A recent audit pointed out that, per _Coding Clinic,_  we cannot code 272.0 if a physician writes an up arrow preceding cholesterol  as a dx on a lab order.  We cannot find the CC citation for this.  Please reply if you know.
Thank you for your time.


----------



## Lisa Bledsoe (Aug 14, 2008)

This is true...an "up arrow" is NOT an approved "abbreviation" and is a very bad habit doctors have developed.  I do not have the documentation unfortunately, but know this is a true statement.  If someone can provide that supporting documentation it would be wonderful!  One question - was this an outside audit?  Could they not provide the supporting information?


----------



## dmaec (Aug 14, 2008)

Well, I too thought it was a rule to "not" use the arrow signs up or down however: here's the joint commision list link - the arrows aren't on it...hmmm??? now I wonder...
http://www.jointcommission.org/NR/rdonlyres/2329F8F5-6EC5-4E21-B932-54B2B7D53F00/0/dnu_list.pdf


----------



## Lisa Bledsoe (Aug 14, 2008)

Donna - great link but I think this only applies to medication orders, not diagnosis coding.


----------



## dmaec (Aug 14, 2008)

oh, yes it is!

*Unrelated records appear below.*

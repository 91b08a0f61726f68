//! Observability subsystem.
//!
//! # Data Flow
//! ```text
//! All subsystems produce:
//!     → logging.rs (structured log events)
//!     → metrics.rs (counters, gauges, histograms)
//!
//! Consumers:
//!     → Log aggregation (stdout)
//!     → Metrics endpoint (Prometheus scrape)
//! ```
//!
//! # Design Decisions
//! - Correlation ID flows through every service hop
//! - Metrics are cheap (atomic increments)

pub mod logging;
pub mod metrics;
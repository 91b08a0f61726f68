//! Request orchestration: normalize, dispatch, forward, demultiplex, merge.

use bytes::Bytes;

use crate::cache::SessionCache;
use crate::check::{CheckRequest, Platform};
use crate::downstream::{DownstreamClient, ForwardContext};
use crate::orchestrator::demux::{commit, demux};
use crate::orchestrator::dispatch::dispatch;
use crate::orchestrator::merge::{invalid_check_report, merge};
use crate::orchestrator::types::{OrchestratedResponse, OrchestratorResult};

/// Routes site check requests, serving cached segments where it can.
pub struct Orchestrator {
    cache: SessionCache,
    downstream: DownstreamClient,
}

impl Orchestrator {
    pub fn new(cache: SessionCache, downstream: DownstreamClient) -> Self {
        Self { cache, downstream }
    }

    pub fn cache(&self) -> &SessionCache {
        &self.cache
    }

    /// Handle one inbound request end to end.
    pub async fn handle(
        &self,
        request: &CheckRequest,
        ctx: &ForwardContext,
    ) -> OrchestratorResult<OrchestratedResponse> {
        let normalized = request.normalize()?;
        for token in &normalized.invalid {
            tracing::info!(correlation_id = %ctx.correlation_id, check = %token, "Incorrect check");
        }

        let plan = dispatch(&normalized, &ctx.nonce, &self.cache);
        tracing::info!(
            correlation_id = %ctx.correlation_id,
            target = %normalized.target_host,
            platform = %plan.platform,
            forwarded = ?plan.forward,
            cached = plan.cached.len(),
            downgraded = plan.is_downgraded(),
            "Dispatching request"
        );

        let body = CheckRequest::forward(&normalized.target_host, plan.platform, &plan.forward);
        let fresh = self.downstream.forward(plan.platform, &body, ctx).await?;

        if plan.platform == Platform::Wordpress {
            if fresh.status.is_success() {
                let demuxed = demux(&fresh.body, &plan.forward);
                commit(&self.cache, &ctx.nonce, &demuxed);
            } else {
                tracing::warn!(
                    correlation_id = %ctx.correlation_id,
                    status = %fresh.status,
                    "Downstream answered with an error status, nothing cached"
                );
            }
        }

        let merged = merge(&plan.cached_fragments(), &fresh.body);
        let report = invalid_check_report(&normalized.invalid);
        let body: Bytes = if report.is_empty() {
            merged
        } else {
            merge(&[report], &merged)
        };

        Ok(OrchestratedResponse {
            status: fresh.status.as_u16(),
            body,
        })
    }
}
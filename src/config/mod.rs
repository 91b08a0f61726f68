//! Configuration management subsystem.
//!
//! # Data Flow
//! ```text
//! config file (TOML)
//!     → loader.rs (parse & deserialize)
//!     → validation.rs (semantic checks)
//!     → SiteCheckConfig (validated, immutable)
//!     → cloned into each subsystem at startup
//! ```
//!
//! # Design Decisions
//! - Config is immutable once loaded; changes require a restart
//! - All fields have defaults to allow minimal configs
//! - Validation separates syntactic (serde) from semantic checks

pub mod loader;
pub mod schema;
pub mod validation;

pub use loader::{load_config, ConfigError};
pub use schema::{
    AuthConfig, CacheConfig, DownstreamConfig, ListenerConfig, ObservabilityConfig, SecurityConfig,
    SiteCheckConfig, SitesConfig, TimeoutConfig,
};
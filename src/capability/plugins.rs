//! Plugin inventory: installed versions against latest published versions.
//!
//! # Responsibilities
//! - Look up each plugin's metadata blob, one round trip per plugin
//! - Scan the blob for the latest version
//! - Build the `plugin` segment
//!
//! # Design Decisions
//! - Lookups are sequential, in listing order
//! - Fail-fast by default: one failed lookup aborts the batch
//! - Unparsable metadata is not a failure; it reports `"N/A"`

use bytes::Bytes;

use crate::capability::types::{CapabilityError, CapabilityResult, PluginReport, SitePlugin};
use crate::capability::version_scan::{extract_latest_version, NOT_AVAILABLE};
use crate::config::SitesConfig;
use crate::observability::metrics;

/// Compare dotted numeric versions. `None` when either side is unknown or
/// not numeric.
pub fn is_outdated(installed: &str, latest: &str) -> Option<bool> {
    fn parts(v: &str) -> Option<Vec<u64>> {
        v.split('.').map(|p| p.trim().parse().ok()).collect()
    }
    if installed.is_empty() || latest == NOT_AVAILABLE {
        return None;
    }
    let (mut a, mut b) = (parts(installed)?, parts(latest)?);
    let len = a.len().max(b.len());
    a.resize(len, 0);
    b.resize(len, 0);
    Some(a < b)
}

/// Client for the version-metadata endpoint.
#[derive(Clone)]
pub struct VersionLookup {
    client: reqwest::Client,
    endpoint: String,
    fail_fast: bool,
}

impl VersionLookup {
    pub fn new(client: reqwest::Client, config: &SitesConfig) -> Self {
        Self {
            client,
            endpoint: config.version_endpoint.clone(),
            fail_fast: config.fail_fast_versions,
        }
    }

    /// Metadata URL for `slug`.
    pub fn url_for(&self, slug: &str) -> String {
        self.endpoint.replace("{slug}", slug)
    }

    async fn fetch_blob(&self, slug: &str) -> CapabilityResult<Bytes> {
        let failed = |reason: String| CapabilityError::VersionFetchFailed {
            slug: slug.to_string(),
            reason,
        };
        let response = self
            .client
            .get(self.url_for(slug))
            .send()
            .await
            .map_err(|e| failed(e.to_string()))?;
        if !response.status().is_success() {
            return Err(failed(format!("status {}", response.status())));
        }
        response.bytes().await.map_err(|e| failed(e.to_string()))
    }

    /// Latest published version of `slug`.
    pub async fn latest_version(&self, slug: &str) -> CapabilityResult<String> {
        let blob = self.fetch_blob(slug).await?;
        let version = extract_latest_version(&blob);
        metrics::record_version_scan(if version == NOT_AVAILABLE { "unavailable" } else { "found" });
        Ok(version)
    }

    /// Build a report for every plugin in `plugins`.
    pub async fn scan_all(&self, plugins: &[SitePlugin]) -> CapabilityResult<Vec<PluginReport>> {
        let mut reports = Vec::with_capacity(plugins.len());
        for plugin in plugins {
            let slug = plugin.slug();
            let latest = match self.latest_version(slug).await {
                Ok(v) => v,
                Err(e) if !self.fail_fast => {
                    metrics::record_version_scan("failed");
                    tracing::warn!(slug = %slug, error = %e, "Version lookup failed, reporting N/A");
                    NOT_AVAILABLE.to_string()
                }
                Err(e) => {
                    metrics::record_version_scan("failed");
                    tracing::warn!(slug = %slug, error = %e, "Version lookup failed, aborting batch");
                    return Err(e);
                }
            };
            reports.push(PluginReport {
                slug: slug.to_string(),
                name: plugin.name.clone(),
                installed: plugin.version.clone(),
                outdated: is_outdated(&plugin.version, &latest),
                latest,
            });
        }
        Ok(reports)
    }
}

Thanks Lisa


----------



## redpoppy (Aug 15, 2008)

Yes, it was an outside audit.  Thanks for your input.


----------



## sbomar (Apr 4, 2012)

*arrows in doccumentation*

here is a lnk for coding clinic, page nine has the reply to this question

http://www.hcpro.com/content/270021.pdf


----------



## Nkeith (Dec 8, 2015)

*Arrow for High Cholesterol*

We have a chart that  is a handwritten chart and in PMH shows and arrow up for High Cholesterol and in assessment is shows an arrow up Chol and states on Statin.  Since he is showing treatment for High Cholesterol can we accept the arrow up and code high cholesterol?  I can not find  any other documentation but hope that since the statement showing he prescribed a med for high cholesterol is enough to accept it.  We can not Query the physician.  Any Thoughts?  Thanks!


----------